As NASA scientists plan for upcoming exploration of Europa, they have to model where is the constant radiation bombardment most intense? How deep do the energetic particles go? How does radiation affect what’s on the surface and beneath – including potential chemical signs, or biosignatures, that could imply the presence of life. This radiation can destroy or alter material transported up to the surface, making it more difficult for scientists to know if it actually represents conditions in Europa’s ocean.
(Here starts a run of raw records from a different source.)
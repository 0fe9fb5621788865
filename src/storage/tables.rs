use std::collections::{BTreeMap, BTreeSet, HashMap};
use serde::{Serialize, Deserialize};
use crate::core::error::{Error, Result};
use crate::core::types::{Document, Nid};
use crate::index::key::IndexKey;
use crate::index::posting::{Posting, PostingId};

/// The three logical tables plus their secondary indexes.
///
/// `records` is keyed by nid with a unique index on the document id;
/// `postings` is keyed by posting id with indexes on key and nid.
#[derive(Debug, Clone, Default, Serialize, Deserialize)]
pub struct Tables {
    records: BTreeMap<Nid, Document>,
    record_ids: HashMap<String, Nid>,
    last_nid: u64,

    postings: BTreeMap<PostingId, Posting>,
    postings_by_key: BTreeMap<IndexKey, BTreeSet<PostingId>>,
    postings_by_nid: BTreeMap<Nid, BTreeSet<PostingId>>,
    last_posting: u64,

    metadata: BTreeMap<String, String>,
}

impl Tables {
    pub fn new() -> Self {
        Self::default()
    }

    pub fn add_record(&mut self, document: Document) -> Result<Nid> {
        if self.record_ids.contains_key(&document.id) {
            return Err(Error::already_exists(&document.id));
        }

        // nids are never reused, not even after clear()
        self.last_nid += 1;
        let nid = Nid(self.last_nid);
        self.record_ids.insert(document.id.clone(), nid);
        self.records.insert(nid, document);
        Ok(nid)
    }

    pub fn get_record(&self, nid: Nid) -> Option<&Document> {
        self.records.get(&nid)
    }

    pub fn record_nid(&self, id: &str) -> Option<Nid> {
        self.record_ids.get(id).copied()
    }

    pub fn contains_record(&self, nid: Nid) -> bool {
        self.records.contains_key(&nid)
    }

    pub fn record_nids(&self) -> Vec<Nid> {
        self.records.keys().copied().collect()
    }

    pub fn delete_record(&mut self, nid: Nid) -> Option<Document> {
        let document = self.records.remove(&nid)?;
        self.record_ids.remove(&document.id);
        Some(document)
    }

    pub fn record_count(&self) -> usize {
        self.records.len()
    }

    pub fn add_posting(&mut self, posting: Posting) -> PostingId {
        self.last_posting += 1;
        let id = PostingId(self.last_posting);

        self.postings_by_key
            .entry(posting.key.clone())
            .or_default()
            .insert(id);
        self.postings_by_nid
            .entry(posting.nid)
            .or_default()
            .insert(id);
        self.postings.insert(id, posting);
        id
    }

    pub fn postings_by_key(&self, key: &IndexKey) -> Vec<Posting> {
        self.postings_by_key
            .get(key)
            .map(|ids| self.collect_postings(ids))
            .unwrap_or_default()
    }

    pub fn postings_with_prefix(&self, prefix: &IndexKey) -> Vec<Posting> {
        self.postings_by_key
            .range(prefix.clone()..)
            .take_while(|(key, _)| key.starts_with(prefix))
            .flat_map(|(_, ids)| self.collect_postings(ids))
            .collect()
    }

    pub fn posting_ids_by_nid(&self, nid: Nid) -> Vec<PostingId> {
        self.postings_by_nid
            .get(&nid)
            .map(|ids| ids.iter().copied().collect())
            .unwrap_or_default()
    }

    pub fn delete_posting(&mut self, id: PostingId) -> Option<Posting> {
        let posting = self.postings.remove(&id)?;

        if let Some(ids) = self.postings_by_key.get_mut(&posting.key) {
            ids.remove(&id);
            if ids.is_empty() {
                self.postings_by_key.remove(&posting.key);
            }
        }
        if let Some(ids) = self.postings_by_nid.get_mut(&posting.nid) {
            ids.remove(&id);
            if ids.is_empty() {
                self.postings_by_nid.remove(&posting.nid);
            }
        }

        Some(posting)
    }

    pub fn posting_count(&self) -> usize {
        self.postings.len()
    }

    pub fn get_metadata(&self, key: &str) -> Option<&str> {
        self.metadata.get(key).map(String::as_str)
    }

    pub fn put_metadata(&mut self, key: &str, value: String) {
        self.metadata.insert(key.to_string(), value);
    }

    pub fn clear(&mut self) {
        self.records.clear();
        self.record_ids.clear();
        self.postings.clear();
        self.postings_by_key.clear();
        self.postings_by_nid.clear();
        self.metadata.clear();
    }

    fn collect_postings(&self, ids: &BTreeSet<PostingId>) -> Vec<Posting> {
        ids.iter()
            .filter_map(|id| self.postings.get(id).cloned())
            .collect()
    }
}
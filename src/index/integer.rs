use crate::core::error::{Error, ErrorKind, Result};
use crate::core::types::Nid;
use crate::index::inverted::{insert_keys, match_key};
use crate::index::key::IndexKey;
use crate::search::matches::Match;
use crate::storage::StorageTransaction;

/// Exact-value index over values parsed as `i64`.
pub struct IntegerIndex {
    pub field: String,
}

impl IntegerIndex {
    pub fn new(field: &str) -> Self {
        IntegerIndex { field: field.to_string() }
    }

    /// Fails `InvalidInput` on the first value that is not an integer.
    pub fn validate(&self, values: &[String]) -> Result<()> {
        self.keys(values).map(|_| ())
    }

    pub async fn insert<T: StorageTransaction>(&self, txn: &mut T, nid: Nid, values: &[String]) -> Result<()> {
        let keys = self.keys(values)?;
        insert_keys(txn, nid, keys).await
    }

    fn keys(&self, values: &[String]) -> Result<Vec<IndexKey>> {
        values
            .iter()
            .filter(|v| !v.trim().is_empty())
            .map(|value| {
                parse_integer(value)
                    .map(|parsed| IndexKey::for_integer(&self.field, parsed))
                    .ok_or_else(|| {
                        Error::new(
                            ErrorKind::InvalidInput,
                            format!("Field '{}' expects an integer, got '{}'", self.field, value),
                        )
                    })
            })
            .collect()
    }

    /// A value that is not an integer can equal nothing: empty match.
    pub async fn match_value<T: StorageTransaction>(&self, txn: &T, value: &str) -> Result<Match> {
        match parse_integer(value) {
            Some(parsed) => match_key(txn, &IndexKey::for_integer(&self.field, parsed)).await,
            None => Ok(Match::new()),
        }
    }
}

fn parse_integer(value: &str) -> Option<i64> {
    value.trim().parse().ok()
}

#[cfg(test)]
mod tests {
    use super::*;

    #[test]
    fn validate_rejects_the_first_non_integer() {
        let index = IntegerIndex::new("size");
        assert!(index.validate(&["12".to_string(), " ".to_string(), "-3".to_string()]).is_ok());

        let err = index.validate(&["1".to_string(), "big".to_string()]).unwrap_err();
        assert_eq!(err.kind, ErrorKind::InvalidInput);
    }

    #[test]
    fn parses_trimmed_signed_values() {
        assert_eq!(parse_integer(" -42 "), Some(-42));
        assert_eq!(parse_integer("+7"), Some(7));
        assert_eq!(parse_integer("4.2"), None);
        assert_eq!(parse_integer("abc"), None);
    }
}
Intense Radiation Key to Understanding Europa
“If we want to understand what’s going on at the surface of Europa and how that links to the ocean underneath, we need to understand the radiation,” said Tom Nordheim, a planetary scientist and roboticist working in the Astrobiology and Ocean Worlds group at JPL in 2018. “When we examine materials that have come up from the subsurface, what are we looking at? Does this tell us what is in the ocean, or is this what happened to the materials after they have been radiated?”
2018 NASA Study –Radiation Varies by Location
Nordheim and his team looked closely at the electrons blasting the moon’s surface in their 2018 study, and found that the radiation varies by location. The harshest radiation is concentrated in zones around the equator, and the radiation lessens closer to the poles.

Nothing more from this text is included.